Performing this scenario will produce an OpenID Connect Provider, relaying the authorization step to a SAML Identity Provider. PhenixID will act as a SAML Service Provider against the IdP.

Be sure to have configured "Relying party", "Keystore" and "Identity Provider" scenarios prior to executing this scenario.

The "Keystore" scenario can be found under the FEDERATION tab.

The "Identity Provider" scenario can be found under the FEDERATION -  SAML metadata upload tab.

Name & Description

Start by giving the scenario a friendly name and description. Then click Next.

Name and Description

Target Idp

Select the target SAML Identity Provider from the list.

Click next to proceed.

idp

OpenID Connect flow type

Select the OpenID Connect flowtype for this scenario. Both Authorization code flow and Implicit flow is supported and will generate appropriate configuration for selected flow type.

Click next to proceed.

flow type

Tenant

Enter the tenant id to be used with this specific scenario.
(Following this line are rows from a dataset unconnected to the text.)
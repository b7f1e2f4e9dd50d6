//! Shared types used across repartitioner crates.

use std::fmt;

use serde::{Deserialize, Serialize};

/// A key/value record read from the input topic.
///
/// The key may be absent; the value never is.
#[derive(Debug, Clone, PartialEq, Eq, Serialize, Deserialize)]
pub struct StreamRecord {
    pub key: Option<String>,
    pub value: String,
}

impl StreamRecord {
    pub fn new(key: impl Into<String>, value: impl Into<String>) -> Self {
        Self {
            key: Some(key.into()),
            value: value.into(),
        }
    }

    /// A record without a key.
    pub fn keyless(value: impl Into<String>) -> Self {
        Self {
            key: None,
            value: value.into(),
        }
    }
}

/// Lifecycle state reported by a stream runtime instance.
///
/// Mirrors the states a streams engine moves through between creation
/// and shutdown.
#[derive(Debug, Clone, Copy, PartialEq, Eq, Hash, Serialize, Deserialize)]
#[serde(rename_all = "SCREAMING_SNAKE_CASE")]
pub enum LifecycleState {
    Created,
    Rebalancing,
    Running,
    PendingShutdown,
    NotRunning,
    PendingError,
    Error,
}

impl LifecycleState {
    pub fn name(&self) -> &'static str {
        match self {
            LifecycleState::Created => "CREATED",
            LifecycleState::Rebalancing => "REBALANCING",
            LifecycleState::Running => "RUNNING",
            LifecycleState::PendingShutdown => "PENDING_SHUTDOWN",
            LifecycleState::NotRunning => "NOT_RUNNING",
            LifecycleState::PendingError => "PENDING_ERROR",
            LifecycleState::Error => "ERROR",
        }
    }
}

impl fmt::Display for LifecycleState {
    fn fmt(&self, f: &mut fmt::Formatter<'_>) -> fmt::Result {
        f.write_str(self.name())
    }
}
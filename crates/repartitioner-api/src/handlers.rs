//! HTTP handlers.
//!
//! REST handlers return the `{success, data, error}` envelope. The health
//! endpoint returns the aggregate verdict as-is.

use axum::Json;
use axum::extract::{Path, Query, State};
use axum::http::StatusCode;
use axum::response::IntoResponse;
use serde::Deserialize;
use tracing::{debug, warn};

use repartitioner_core::StreamRecord;
use repartitioner_health::HealthStatus;
use repartitioner_stream::{normalize_key, StreamError};
use repartitioner_table::TableEntry;

use crate::ApiState;

/// Response wrapper for consistent API format.
#[derive(serde::Serialize)]
struct ApiResponse<T: serde::Serialize> {
    success: bool,
    #[serde(skip_serializing_if = "Option::is_none")]
    data: Option<T>,
    #[serde(skip_serializing_if = "Option::is_none")]
    error: Option<String>,
}

impl<T: serde::Serialize> ApiResponse<T> {
    fn ok(data: T) -> Json<Self> {
        Json(Self {
            success: true,
            data: Some(data),
            error: None,
        })
    }
}

fn error_response(msg: &str, status: StatusCode) -> impl IntoResponse {
    (
        status,
        Json(ApiResponse::<()> {
            success: false,
            data: None,
            error: Some(msg.to_string()),
        }),
    )
}

// ── Health ─────────────────────────────────────────────────────

/// GET /actuator/health
pub async fn health(State(state): State<ApiState>) -> impl IntoResponse {
    let health = state.health.health();
    let status = match health.status {
        HealthStatus::Down => StatusCode::SERVICE_UNAVAILABLE,
        HealthStatus::Up | HealthStatus::Unknown => StatusCode::OK,
    };
    (status, Json(health))
}

// ── Table ──────────────────────────────────────────────────────

#[derive(Deserialize)]
pub struct ListParams {
    pub limit: Option<usize>,
}

/// GET /api/v1/tables
pub async fn list_entries(
    State(state): State<ApiState>,
    Query(params): Query<ListParams>,
) -> impl IntoResponse {
    match state.table.list_entries(params.limit.unwrap_or(100)) {
        Ok(entries) => ApiResponse::ok(entries).into_response(),
        Err(e) => error_response(&e.to_string(), StatusCode::INTERNAL_SERVER_ERROR).into_response(),
    }
}

/// GET /api/v1/tables/{key}
pub async fn get_entry(
    State(state): State<ApiState>,
    Path(key): Path<String>,
) -> impl IntoResponse {
    let Some(key) = normalize_key(Some(&key)) else {
        return error_response("key required", StatusCode::BAD_REQUEST).into_response();
    };
    match state.table.get(&key) {
        Ok(Some(value)) => ApiResponse::ok(TableEntry { key, value }).into_response(),
        Ok(None) => error_response("key not found", StatusCode::NOT_FOUND).into_response(),
        Err(e) => error_response(&e.to_string(), StatusCode::INTERNAL_SERVER_ERROR).into_response(),
    }
}

#[derive(Deserialize)]
pub struct ChangelogParams {
    #[serde(default)]
    pub since: u64,
}

/// GET /api/v1/changelog
pub async fn changelog(
    State(state): State<ApiState>,
    Query(params): Query<ChangelogParams>,
) -> impl IntoResponse {
    match state.table.changelog_since(params.since) {
        Ok(records) => ApiResponse::ok(records).into_response(),
        Err(e) => error_response(&e.to_string(), StatusCode::INTERNAL_SERVER_ERROR).into_response(),
    }
}

// ── Ingestion ──────────────────────────────────────────────────

/// Record body for the ingestion endpoint.
#[derive(Deserialize)]
pub struct IngestRequest {
    #[serde(default)]
    pub key: Option<String>,
    pub value: String,
}

/// POST /api/v1/topics/{topic}/records
pub async fn ingest_record(
    State(state): State<ApiState>,
    Path(topic): Path<String>,
    Json(req): Json<IngestRequest>,
) -> impl IntoResponse {
    let record = StreamRecord {
        key: req.key,
        value: req.value,
    };
    let key = record.key.clone();

    match state.registry.send(&topic, record).await {
        Ok(()) => {
            debug!(%topic, ?key, "record accepted");
            (
                StatusCode::ACCEPTED,
                ApiResponse::ok(serde_json::json!({ "topic": topic, "key": key })),
            )
                .into_response()
        }
        Err(e @ StreamError::UnknownTopic(_)) => {
            error_response(&e.to_string(), StatusCode::NOT_FOUND).into_response()
        }
        Err(e @ (StreamError::NoRuntime(_) | StreamError::NotAccepting { .. })) => {
            warn!(%topic, error = %e, "record rejected");
            error_response(&e.to_string(), StatusCode::SERVICE_UNAVAILABLE).into_response()
        }
        Err(e) => error_response(&e.to_string(), StatusCode::INTERNAL_SERVER_ERROR).into_response(),
    }
}

// ── Prometheus ─────────────────────────────────────────────────

/// GET /metrics
pub async fn prometheus_metrics(State(state): State<ApiState>) -> impl IntoResponse {
    let mut body = state.metrics.snapshot().render_prometheus(&state.application);
    body.push_str(&state.health.health().render_prometheus(&state.application));
    (
        StatusCode::OK,
        [("content-type", "text/plain; version=0.0.4; charset=utf-8")],
        body,
    )
}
The tenant is an internally unique identifier for your OpenID Connect Provider you are about to create.

Click next to proceed.

tenant

Allowed relying party

Select the previously configured relying party, ort multiple if needed.

Click next to proceed.

relying party

Authorization endpoint

Enter the OpenID Connect Provider authorization endpoint. This is the endpoint applications will redirect the user agent to when authenticating.

Click next to proceed.

endpoint

Keystore selection

Select one of the keystores uploaded earlier.

Click next to proceed.

Keystore selection

Finalize

Click create and after a couple of seconds the OpenID Connect scenario is ready to handle incoming authentication requests.

Additional configuration or deletion is done by expanding the heading and clicking the desired name of what needs to be edited.

finalize

Edit configuration

Additional configuration or deletion is done by expanding the heading and clicking the desired name of what needs to be edited.

General

General

General information about the scenario including a link to the OP discovery information.

discover

Execution flow

Execution flow

The configured execution flow for this OpenID Connect scenario. Add, edit or delete valves to your specific needs.